Pardon me while I purge... it's been six month (read that again!! SIX MONTHS) since we placed our house in Santaquin UT for sale. That's six months of continuing to pay the mortgage and utilities AS WELL AS pay rent and utilities in Idaho. In that six months we have had NO offers on the house. None! There have been a few looky-loo's but no serious buyers. Our realtor is working like a fiend, trying all kinds of tricks to sell it. And, she PRAYS! But still, here we sit.
It's now causing me actual anxiety, the real kind. The kind that wakes you up in the night, soaked in sweat, with heart palpitations and your mind going completely bonkers with absolutely NO way to go back to sleep. I've never experienced this kind of worry before. It permeates everything. The people we are renting this beautiful home from in Idaho (the one we would like to buy) are coming back from Mexico in May. If the UT house hasn't sold, we are screwed!!! We'll have to find another place to rent. We've spent our savings, all of my 401K plus all the unemployment benefits I received just paying mortgage and rent. In a few weeks there will be no more unemployment benefits and I'm not earning income. The apprenticeship I'm participating in is free education which is such a blessing, but there is no time for an actual job to earn $$$. I likely will not be earning an income for about a year, at which time I will be a "real" midwife.
What confuses me to no end (and causes a serious faith crisis in my spirit) is that it appeared that we were doing what God wanted us to do, by moving up here. We prayed and prayed and prayed before relocating. We sought council from our church leaders and close friends. Doors opened up before us like magic. Literally!! When we looked at all the opportunities that were opened up for us, we really felt like we were getting a clear sign from God that this was "a go". The only snafu was the house. But, we stepped out in faith, trusting God and believing that He would take care of it. Isn't that what faith is... stepping out? trusting? I told everyone around me that I knew God could find a buyer for our house. I believed it!
Now, I'm not so sure. Now, I sit in my own anxiety-stew and gnosh on worry. I can't even pray about it anymore. It makes my heart sick. How many times can you ask God, plead with God over something like this? It doesn't even seem right, especially in light of all the garbage going on in our world - soldiers still coming home from the Middle East in boxes, families losing their homes to foreclosure, loved ones dying, unemployment rates that are astronomical and truly no end in sight, and on and on and on. It seems like things are in a downward spiral and I just can't seem to justify "bugging" God about selling my house. Does He really care about that? Who really cares if one more family (albeit only 2 people) loses their home to foreclosure or goes bankrupt and broke?

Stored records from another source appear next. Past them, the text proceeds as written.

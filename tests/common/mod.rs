//! Shared fixtures for integration tests

#![allow(dead_code)]

use std::collections::{HashMap, VecDeque};
use std::sync::{Arc, Mutex};

use campaign_loader::api::{ApiReply, ApiRequest, ApiResult, RecordingSleeper, Transport};
use campaign_loader::auth::{AccessToken, TokenProvider, TokenSession};
use campaign_loader::config::{Credentials, Endpoints, UploadSettings};
use campaign_loader::contacts::{ContactTable, CsvReader};
use campaign_loader::{CampaignsClient, FieldCatalog, UploadPipeline};
use serde_json::{Value, json};

pub const BASE: &str = "https://mock.campaigns.test";
pub const TOKEN_PATH: &str = "oauth/v2/token";
pub const BULK_PATH: &str = "addlistsubscribersinbulk";
pub const UPSERT_PATH: &str = "json/listsubscribe";
pub const CREATE_PATH: &str = "addlistandcontacts";
pub const LISTS_PATH: &str = "getmailinglists";
pub const FIELDS_PATH: &str = "contact/allfields";

/// Transport that replays scripted replies per URL suffix
///
/// Each route serves its queue in order, then repeats its fallback reply.
/// Unrouted requests get a 404.
#[derive(Default)]
pub struct MockTransport {
    queues: Mutex<HashMap<String, VecDeque<ApiReply>>>,
    fallbacks: Mutex<HashMap<String, ApiReply>>,
    sent: Mutex<Vec<ApiRequest>>,
}

impl MockTransport {
    pub fn new() -> Arc<Self> {
        let mock = Self::default();
        mock.always(TOKEN_PATH, ApiReply::json_ok(json!({"access_token": "tok-fresh"})));
        mock.always(BULK_PATH, ApiReply::json_ok(json!({"status": "success", "message": "ok"})));
        mock.always(UPSERT_PATH, ApiReply::json_ok(json!({"status": "success"})));
        Arc::new(mock)
    }

    /// Queue replies for a route, served before its fallback
    pub fn queue(&self, suffix: &str, replies: impl IntoIterator<Item = ApiReply>) {
        self.queues
            .lock()
            .unwrap()
            .entry(suffix.to_string())
            .or_default()
            .extend(replies);
    }

    /// Reply used once a route's queue is empty
    pub fn always(&self, suffix: &str, reply: ApiReply) {
        self.fallbacks
            .lock()
            .unwrap()
            .insert(suffix.to_string(), reply);
    }

    pub fn sent(&self) -> Vec<ApiRequest> {
        self.sent.lock().unwrap().clone()
    }

    /// Requests whose URL ends with `suffix`
    pub fn sent_to(&self, suffix: &str) -> Vec<ApiRequest> {
        self.sent()
            .into_iter()
            .filter(|r| r.url.ends_with(suffix))
            .collect()
    }

    /// Email arrays of every bulk request, in order
    pub fn bulk_batches(&self) -> Vec<Vec<String>> {
        self.sent_to(BULK_PATH)
            .iter()
            .map(|r| serde_json::from_str(r.form_value("emailids").unwrap()).unwrap())
            .collect()
    }

    /// Decoded contactinfo payloads of every upsert, in order
    pub fn upserts(&self) -> Vec<Value> {
        self.sent_to(UPSERT_PATH)
            .iter()
            .map(|r| serde_json::from_str(r.form_value("contactinfo").unwrap()).unwrap())
            .collect()
    }

    fn route(&self, url: &str) -> Option<String> {
        let queues = self.queues.lock().unwrap();
        let fallbacks = self.fallbacks.lock().unwrap();
        queues
            .keys()
            .chain(fallbacks.keys())
            .filter(|suffix| url.ends_with(suffix.as_str()))
            .max_by_key(|suffix| suffix.len())
            .cloned()
    }
}

impl Transport for MockTransport {
    fn send(&self, request: &ApiRequest) -> ApiResult<ApiReply> {
        self.sent.lock().unwrap().push(request.clone());

        let Some(route) = self.route(&request.url) else {
            return Ok(ApiReply::new(404, "no route"));
        };
        if let Some(reply) = self
            .queues
            .lock()
            .unwrap()
            .get_mut(&route)
            .and_then(VecDeque::pop_front)
        {
            return Ok(reply);
        }
        Ok(self
            .fallbacks
            .lock()
            .unwrap()
            .get(&route)
            .cloned()
            .unwrap_or_else(|| ApiReply::new(404, "route exhausted")))
    }
}

pub fn endpoints() -> Endpoints {
    Endpoints::default().with_base_url(BASE)
}

pub fn credentials() -> Credentials {
    Credentials::new("client-id", "client-secret", "refresh-token")
}

pub fn client(transport: Arc<MockTransport>, settings: &UploadSettings) -> CampaignsClient {
    CampaignsClient::new(transport, &endpoints(), settings)
}

pub fn token() -> AccessToken {
    AccessToken::new("tok-1").unwrap()
}

/// A pipeline holding `tok-1`, recording pauses instead of sleeping
pub fn pipeline(
    transport: Arc<MockTransport>,
    catalog: FieldCatalog,
    settings: UploadSettings,
) -> (UploadPipeline, RecordingSleeper) {
    let provider = TokenProvider::new(transport.clone(), &endpoints(), credentials());
    let session = TokenSession::with_token(provider, token());
    let sleeper = RecordingSleeper::new();
    let pipeline = UploadPipeline::new(client(transport, &settings), session, catalog, settings)
        .with_sleeper(Arc::new(sleeper.clone()));
    (pipeline, sleeper)
}

/// A CSV with an `Email` column and `n` valid addresses
pub fn numbered_table(n: usize) -> ContactTable {
    let mut csv = String::from("Email,First Name\n");
    for i in 0..n {
        csv.push_str(&format!("user{}@example.com,User{}\n", i, i));
    }
    CsvReader::new().read_str(&csv).unwrap()
}

pub fn error_reply(status: u16) -> ApiReply {
    ApiReply::new(status, format!("{{\"status\":\"error\",\"code\":{}}}", status))
}
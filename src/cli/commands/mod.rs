//! CLI command implementations

pub mod fields;
pub mod interactive;
pub mod lists;
pub mod preview;
pub mod templates;
pub mod upload;

use std::path::Path;
use std::sync::Arc;

use super::error::CliError;
use super::progress::Spinner;
use crate::api::{CampaignsClient, HttpTransport};
use crate::auth::{TokenProvider, TokenSession};
use crate::config::LoaderConfig;
use crate::contacts::{ContactTable, CsvReader};

/// Authenticate and build a client, without fetching the field catalog
pub(crate) fn connect_client(
    config: &LoaderConfig,
) -> Result<(CampaignsClient, TokenSession), CliError> {
    config.validate()?;
    let transport = Arc::new(HttpTransport::new(config.endpoints.auth_scheme.clone())?);

    let spinner = Spinner::new("Authenticating...");
    let provider = TokenProvider::new(
        transport.clone(),
        &config.endpoints,
        config.credentials.clone(),
    )
    .with_timeout(config.upload.read_timeout());
    let session = TokenSession::start(provider);
    spinner.finish();

    let client = CampaignsClient::new(transport, &config.endpoints, &config.upload);
    Ok((client, session?))
}

/// Read a contact file
pub(crate) fn read_table(path: &Path, delimiter: u8) -> Result<ContactTable, CliError> {
    Ok(CsvReader::new().with_delimiter(delimiter).read_path(path)?)
}

/// Parse a one-character delimiter argument
pub fn parse_delimiter(value: &str) -> Result<u8, String> {
    match value {
        "\\t" | "tab" => Ok(b'\t'),
        v if v.len() == 1 && v.is_ascii() => Ok(v.as_bytes()[0]),
        _ => Err(format!("delimiter must be a single ASCII character, got '{}'", value)),
    }
}
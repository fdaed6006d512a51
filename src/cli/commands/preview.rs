//! Preview command: inspect a contact file offline

use clap::Args;
use std::path::PathBuf;

use super::{parse_delimiter, read_table};
use crate::api::{FallbackReason, FieldCatalog};
use crate::cli::error::CliError;
use crate::cli::output::{format_draft, format_preview};
use crate::contacts::ContactTable;
use crate::mapping::{CONTACT_EMAIL, detect_mapping};

/// Arguments for the preview command
#[derive(Args, Debug, Clone)]
pub struct PreviewArgs {
    /// CSV file to inspect
    pub csv: PathBuf,

    /// Number of rows to show
    #[arg(long, short = 'n', default_value_t = 5)]
    pub rows: usize,

    /// Field delimiter
    #[arg(long, short = 'd', default_value = ",", value_parser = parse_delimiter)]
    pub delimiter: u8,
}

/// Preview text: table, detected mapping and valid email count
pub fn render_preview(table: &ContactTable, rows: usize) -> String {
    let draft = detect_mapping(&table.headers, &FieldCatalog::fallback(FallbackReason::Offline));
    let mut output = format_preview(table, rows);
    output.push_str("\nDetected mapping:\n");
    output.push_str(&format_draft(&draft));
    match &draft.email {
        Some(column) => output.push_str(&format!(
            "{} row(s) with a valid {}\n",
            table.valid_emails(column).len(),
            CONTACT_EMAIL
        )),
        None => output.push_str("No email column detected\n"),
    }
    output
}

/// Handle the preview command
pub fn handle_preview(args: &PreviewArgs) -> Result<(), CliError> {
    let table = read_table(&args.csv, args.delimiter)?;
    print!("{}", render_preview(&table, args.rows));
    Ok(())
}

#[cfg(test)]
mod tests {
    use super::*;
    use crate::contacts::CsvReader;

    #[test]
    fn test_render_preview() {
        let table = CsvReader::new()
            .with_delimiter(b';')
            .read_str("Email;Nombre\na@x.com;Ana\nbroken;Luis\n")
            .unwrap();
        let output = render_preview(&table, 5);
        assert!(output.contains("Email      <- Email"));
        assert!(output.contains("First Name <- Nombre"));
        assert!(output.contains("1 row(s) with a valid Contact Email"));
    }

    #[test]
    fn test_render_preview_without_email() {
        let table = CsvReader::new().read_str("name\nAna\n").unwrap();
        assert!(render_preview(&table, 5).contains("No email column detected"));
    }
}
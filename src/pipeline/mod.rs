//! Upload-and-enrich pipeline
//!
//! One run moves a contact table into a mailing list in three phases:
//!
//! 1. **Resolve list**: create a new list seeded with the first (up to 10)
//!    valid emails, or use an existing list key. A create that collides with
//!    an existing name resolves to that list.
//! 2. **Bulk add**: the remaining valid emails go out in contiguous batches of
//!    `batch_size`. A failed batch is reported and the run continues.
//! 3. **Enrich**: every row with a valid email is upserted with all of its
//!    mapped fields, one call per row.
//!
//! Any 401 during a run triggers one token refresh and one retry of the same
//! call. Calls are paced with fixed delays from [`UploadSettings`].
//!
//! # Example
//!
//! ```rust,ignore
//! use campaign_loader::pipeline::{ListTarget, LogSink, UploadPipeline};
//!
//! let mut pipeline = UploadPipeline::connect_http(&config)?;
//! let mapping = detect_mapping(&table.headers, pipeline.catalog()).validate(&table.headers)?;
//!
//! let report = pipeline.run(&table, &mapping, &ListTarget::create("Spring leads"), &mut LogSink)?;
//! report.print_summary();
//! ```
//!
//! # Dry Run
//!
//! [`UploadPlan::build`] computes the batches without touching the network:
//!
//! ```rust,ignore
//! let plan = UploadPlan::build(&table, &mapping, &target, 10)?;
//! println!("{} batches, {} rows skipped", plan.batches.len(), plan.skipped_rows);
//! ```
//!
//! [`UploadSettings`]: crate::config::UploadSettings

mod error;
mod events;
mod executor;
mod plan;

pub use error::{PipelineError, PipelineResult};
pub use events::{CollectingSink, LogSink, Phase, ProgressSink, UploadEvent};
pub use executor::{UploadPipeline, UploadReport};
pub use plan::{ListTarget, UploadPlan, partition};
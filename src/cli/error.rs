//! CLI error type

use std::path::PathBuf;
use thiserror::Error;

use crate::api::ApiError;
use crate::config::ConfigError;
use crate::contacts::ContactsError;
use crate::mapping::MappingError;
use crate::pipeline::PipelineError;

/// Errors surfaced by CLI commands
#[derive(Error, Debug)]
pub enum CliError {
    #[error("Invalid argument: {0}")]
    InvalidArgument(String),

    #[error("Failed to write file {0}: {1}")]
    FileWriteError(PathBuf, String),

    #[error("Terminal I/O error: {0}")]
    Io(String),

    #[error("Cancelled")]
    Cancelled,

    #[error(transparent)]
    Config(#[from] ConfigError),

    #[error(transparent)]
    Contacts(#[from] ContactsError),

    #[error(transparent)]
    Mapping(#[from] MappingError),

    #[error(transparent)]
    Api(#[from] ApiError),

    #[error(transparent)]
    Pipeline(#[from] PipelineError),
}

impl From<std::io::Error> for CliError {
    fn from(err: std::io::Error) -> Self {
        CliError::Io(err.to_string())
    }
}

impl CliError {
    /// Get a user-friendly error message
    pub fn user_message(&self) -> String {
        match self {
            CliError::Config(e) => e.user_message(),
            CliError::Contacts(e) => e.user_message(),
            CliError::Mapping(e) => e.user_message(),
            CliError::Api(e) => e.user_message(),
            CliError::Pipeline(e) => e.user_message(),
            _ => self.to_string(),
        }
    }
}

I keep hoping that God will "pull a rabbit outta his hat" and we'll get good news from the realtor! I have to believe that!! If not, I think this worry will consume me.
There are wonderful things going on though! Truly wonderful.
- I get to see my daughters and G-babies whenever I want. I don't have to scrounge up airfare and time off from work anymore, just to get a G-baby snugglefest.
- I am blessed to have become re-aquainted with my sisters. We were really the best of friends before we moved to UT and now I have the opportunity to rekindle that relationship. I'm VERY thankful for that.
- I am getting the opportunity to re-aquaint myself with old friends. Again, super happy about that.
- I am in an spectacular apprenticeship program with two midwives AND they've asked me to stay on board with them, even after I get my license to practice!! That is huge, as well as a source of instant income for me next year.
- Even if we don't get to stay in this lovely home, it's been a fun-filled winter here!
- I'm almost finished with school! Hallelujah!!!
I'm trying to keep my faith
I taught my Sunday school class tonight about the birds and the lillies. It's in John 12 I think. But it talks about God loving the birds enough to feed them and the Lillies enough to clothe them so beautifully. and that we shouldn't worry, because worry gets you nowhere, because if God can love the birds and flowers enough to feed and clothe them.... he cares even more for us. And will provide for us as well.